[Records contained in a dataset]
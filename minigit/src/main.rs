mod output;

use anyhow::{Context, Result};
use clap::{Parser, Subcommand};
use minigit_core::{
    CheckoutOutcome, CommitOutcome, Error, Head, LogEntry, MergeOutcome, Repository, Status,
    StatusReport,
};
use output::OutputWriter;
use serde::Serialize;
use std::path::{Component, Path, PathBuf};
use std::process::ExitCode;

/// minigit - a miniature version-control system
#[derive(Parser)]
#[command(name = "minigit")]
#[command(about = "Miniature version control over a content-addressed object store", long_about = None)]
#[command(version)]
struct Cli {
    /// Emit machine-readable JSON where supported
    #[arg(long, global = true)]
    json: bool,

    #[command(subcommand)]
    command: Commands,
}

#[derive(Subcommand)]
enum Commands {
    /// Initialize a new repository in the current directory
    Init,

    /// Add file contents to the staging area
    Add {
        /// Paths to stage
        #[arg(required = true)]
        paths: Vec<PathBuf>,
    },

    /// Mark files for removal in the next commit
    Rm {
        /// Paths to remove
        #[arg(required = true)]
        paths: Vec<PathBuf>,
    },

    /// Record the staged changes as a new commit
    Commit {
        /// Commit message
        #[arg(short = 'm', long = "message")]
        message: Option<String>,
    },

    /// Show the first-parent commit history from HEAD
    Log,

    /// Create a branch at HEAD, or delete one with -d
    Branch {
        /// Branch name
        name: String,

        /// Delete the branch instead of creating it
        #[arg(short = 'd', long = "delete")]
        delete: bool,
    },

    /// List branches, marking the active one
    LsBranches,

    /// Switch to a branch or commit
    Checkout {
        /// Branch name or commit hash
        target: String,
    },

    /// Show the working tree status
    Status,

    /// Merge a branch into the current branch
    Merge {
        /// Branch to merge
        branch: String,
    },
}

fn main() -> ExitCode {
    let cli = Cli::parse();
    match run(cli) {
        Ok(()) => ExitCode::SUCCESS,
        Err(err) => {
            eprintln!("error: {:#}", err);
            ExitCode::FAILURE
        }
    }
}

fn run(cli: Cli) -> Result<()> {
    let cwd = std::env::current_dir().context("cannot determine current directory")?;
    let writer = OutputWriter::new(cli.json);

    match cli.command {
        Commands::Init => cmd_init(&cwd),
        Commands::Add { paths } => cmd_add(&cwd, paths),
        Commands::Rm { paths } => cmd_rm(&cwd, paths),
        Commands::Commit { message } => cmd_commit(&cwd, message),
        Commands::Log => cmd_log(&cwd, &writer),
        Commands::Branch { name, delete } => cmd_branch(&cwd, &name, delete),
        Commands::LsBranches => cmd_ls_branches(&cwd),
        Commands::Checkout { target } => cmd_checkout(&cwd, &target),
        Commands::Status => cmd_status(&cwd, &writer),
        Commands::Merge { branch } => cmd_merge(&cwd, &branch),
    }
}

/// Author for new commits: MINIGIT_AUTHOR env var, defaulting to Anonymous.
fn author() -> String {
    std::env::var("MINIGIT_AUTHOR").unwrap_or_else(|_| "Anonymous".to_string())
}

/// Map a command-line path (relative to the process cwd) onto the
/// repository's root-relative forward-slash form.
fn rel_to_root(repo: &Repository, cwd: &Path, path: &Path) -> Result<String> {
    let absolute = if path.is_absolute() {
        path.to_path_buf()
    } else {
        cwd.join(path)
    };

    // Lexical normalization; the target may legitimately not exist (rm).
    let mut parts: Vec<std::ffi::OsString> = Vec::new();
    let mut prefix = PathBuf::new();
    for component in absolute.components() {
        match component {
            Component::CurDir => {}
            Component::ParentDir => {
                if parts.pop().is_none() {
                    anyhow::bail!("path escapes the filesystem root: {}", path.display());
                }
            }
            Component::Normal(part) => parts.push(part.to_os_string()),
            other => prefix.push(other.as_os_str()),
        }
    }
    let mut normalized = prefix;
    for part in &parts {
        normalized.push(part);
    }

    let rel = normalized.strip_prefix(repo.working_dir()).map_err(|_| {
        anyhow::anyhow!(
            "path is outside the repository: {}",
            path.display()
        )
    })?;

    let mut out = Vec::new();
    for component in rel.components() {
        let part = component
            .as_os_str()
            .to_str()
            .with_context(|| format!("non-UTF-8 path: {}", path.display()))?;
        out.push(part);
    }
    if out.is_empty() {
        anyhow::bail!("not a file path: {}", path.display());
    }
    Ok(out.join("/"))
}

fn open_repo(cwd: &Path) -> Result<Repository> {
    Ok(Repository::open(cwd)?)
}

fn cmd_init(cwd: &Path) -> Result<()> {
    let (repo, created) = Repository::init(cwd)?;
    let metadata = repo.working_dir().join(minigit_core::METADATA_DIR);
    if created {
        println!("Initialized empty minigit repository in {}", metadata.display());
    } else {
        println!("minigit repository already initialized in {}", metadata.display());
    }
    Ok(())
}

fn cmd_add(cwd: &Path, paths: Vec<PathBuf>) -> Result<()> {
    let repo = open_repo(cwd)?;

    let mut rel_paths = Vec::new();
    for path in &paths {
        rel_paths.push(rel_to_root(&repo, cwd, path)?);
    }
    repo.add(&rel_paths)?;

    for rel in &rel_paths {
        println!("Added {}", rel);
    }
    Ok(())
}

fn cmd_rm(cwd: &Path, paths: Vec<PathBuf>) -> Result<()> {
    let repo = open_repo(cwd)?;

    let mut rel_paths = Vec::new();
    for path in &paths {
        rel_paths.push(rel_to_root(&repo, cwd, path)?);
    }
    repo.remove(&rel_paths)?;

    for rel in &rel_paths {
        println!("Removed {}", rel);
    }
    Ok(())
}

fn cmd_commit(cwd: &Path, message: Option<String>) -> Result<()> {
    let Some(message) = message else {
        anyhow::bail!("commit requires a message: minigit commit -m \"<message>\"");
    };

    let repo = open_repo(cwd)?;
    match repo.commit(&message, &author())? {
        CommitOutcome::Created {
            hash,
            branch,
            files,
        } => {
            match branch {
                Some(branch) => println!("[{} {}] {}", branch, hash.short(), message),
                None => println!("[HEAD detached at {}] {}", hash.short(), message),
            }
            println!("{} file(s) committed.", files);
        }
        CommitOutcome::NothingToCommit => {
            println!("Nothing to commit, working tree clean.");
        }
    }
    Ok(())
}

fn cmd_log(cwd: &Path, writer: &OutputWriter) -> Result<()> {
    let repo = open_repo(cwd)?;
    let entries = repo.log()?;

    writer.write(&entries, || render_log(&entries))
}

fn render_log(entries: &[LogEntry]) -> String {
    if entries.is_empty() {
        return "No commits yet.\n".to_string();
    }

    let mut out = String::new();
    for entry in entries {
        out.push_str(&format!("commit {}\n", entry.hash));
        out.push_str(&format!("Author: {}\n", entry.author));
        out.push_str(&format!("Date:   {}\n", entry.timestamp));
        if entry.parents.len() > 1 {
            let parents: Vec<String> = entry.parents.iter().map(|p| p.short()).collect();
            out.push_str(&format!("Merge:  {}\n", parents.join(" ")));
        }
        out.push_str(&format!("\n    {}\n\n", entry.message));
    }
    out
}

fn cmd_branch(cwd: &Path, name: &str, delete: bool) -> Result<()> {
    let repo = open_repo(cwd)?;

    if delete {
        repo.delete_branch(name)?;
        println!("Deleted branch '{}'.", name);
    } else {
        let hash = repo.create_branch(name)?;
        println!("Branch '{}' created pointing to {}", name, hash.short());
    }
    Ok(())
}

fn cmd_ls_branches(cwd: &Path) -> Result<()> {
    let repo = open_repo(cwd)?;
    let branches = repo.refs().list_branches()?;
    let head = repo.refs().read_head()?;

    let active = match &head {
        Head::Attached { branch } => Some(branch.as_str()),
        _ => None,
    };

    println!("Branches:");
    for (name, hash) in &branches {
        let marker = if Some(name.as_str()) == active {
            "* "
        } else {
            "  "
        };
        println!("{}{} ({})", marker, name, hash.short());
    }
    if let Head::Detached(hash) = head {
        println!("* (HEAD detached at {})", hash.short());
    }
    Ok(())
}

fn cmd_checkout(cwd: &Path, target: &str) -> Result<()> {
    let repo = open_repo(cwd)?;

    match repo.checkout(target)? {
        CheckoutOutcome::Branch { name, .. } => {
            println!("Switched to branch '{}'", name);
        }
        CheckoutOutcome::Detached { hash } => {
            println!("Note: switching to '{}'.", hash.short());
            println!("You are in 'detached HEAD' state.");
        }
    }
    Ok(())
}

/// Serializable status payload for --json.
#[derive(Serialize)]
struct StatusOutput<'a> {
    branch: Option<&'a str>,
    detached: Option<String>,
    report: &'a StatusReport,
}

fn cmd_status(cwd: &Path, writer: &OutputWriter) -> Result<()> {
    let repo = open_repo(cwd)?;
    let status = repo.status()?;

    let payload = StatusOutput {
        branch: match &status.head {
            Head::Attached { branch } => Some(branch.as_str()),
            _ => None,
        },
        detached: match &status.head {
            Head::Detached(hash) => Some(hash.to_hex()),
            _ => None,
        },
        report: &status.report,
    };

    writer.write(&payload, || render_status(&status))
}

fn render_status(status: &Status) -> String {
    let mut out = String::new();

    match &status.head {
        Head::Attached { branch } => out.push_str(&format!("On branch {}\n", branch)),
        Head::Detached(hash) => {
            out.push_str(&format!("HEAD detached at {}\n", hash.short()))
        }
        Head::Unborn => out.push_str("No branch\n"),
    }

    let report = &status.report;

    out.push_str("\nChanges to be committed:\n");
    let staged_empty = report.staged_new.is_empty()
        && report.staged_modified.is_empty()
        && report.staged_deleted.is_empty();
    if staged_empty {
        out.push_str("  (no changes staged for commit)\n");
    } else {
        for path in &report.staged_new {
            out.push_str(&format!("\tnew file: {}\n", path));
        }
        for path in &report.staged_modified {
            out.push_str(&format!("\tmodified: {}\n", path));
        }
        for path in &report.staged_deleted {
            out.push_str(&format!("\tdeleted:  {}\n", path));
        }
    }

    out.push_str("\nChanges not staged for commit:\n");
    let unstaged_empty = report.unstaged_modified.is_empty()
        && report.unstaged_deleted.is_empty()
        && report.index_stale.is_empty();
    if unstaged_empty {
        out.push_str("  (no changes not staged for commit)\n");
    } else {
        for path in &report.unstaged_modified {
            out.push_str(&format!("\tmodified: {}\n", path));
        }
        for path in &report.index_stale {
            out.push_str(&format!("\tmodified: {}\n", path));
        }
        for path in &report.unstaged_deleted {
            out.push_str(&format!("\tdeleted:  {}\n", path));
        }
    }

    out.push_str("\nUntracked files:\n");
    if report.untracked.is_empty() {
        out.push_str("  (none)\n");
    } else {
        for path in &report.untracked {
            out.push_str(&format!("\t{}\n", path));
        }
    }

    out
}

fn cmd_merge(cwd: &Path, branch: &str) -> Result<()> {
    let repo = open_repo(cwd)?;

    match repo.merge(branch, &author()) {
        Ok(MergeOutcome::AlreadyUpToDate) => {
            println!("Already up-to-date.");
            Ok(())
        }
        Ok(MergeOutcome::FastForward { branch, to }) => {
            println!("Fast-forward");
            println!("Updated branch '{}' to {}.", branch, to.short());
            Ok(())
        }
        Ok(MergeOutcome::Merged { commit, .. }) => {
            println!("Merge complete. Created merge commit {}", commit.short());
            Ok(())
        }
        Err(Error::MergeConflict { paths }) => {
            for path in &paths {
                eprintln!("CONFLICT (content): Merge conflict in {}", path);
            }
            anyhow::bail!("Automatic merge failed; fix conflicts and then commit the result.")
        }
        Err(err) => Err(err.into()),
    }
}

- [AIM OF THE TASK]: The string "metadata" appears on how many lines of the records? State the number alone.

- [ANSWER BOX]: 3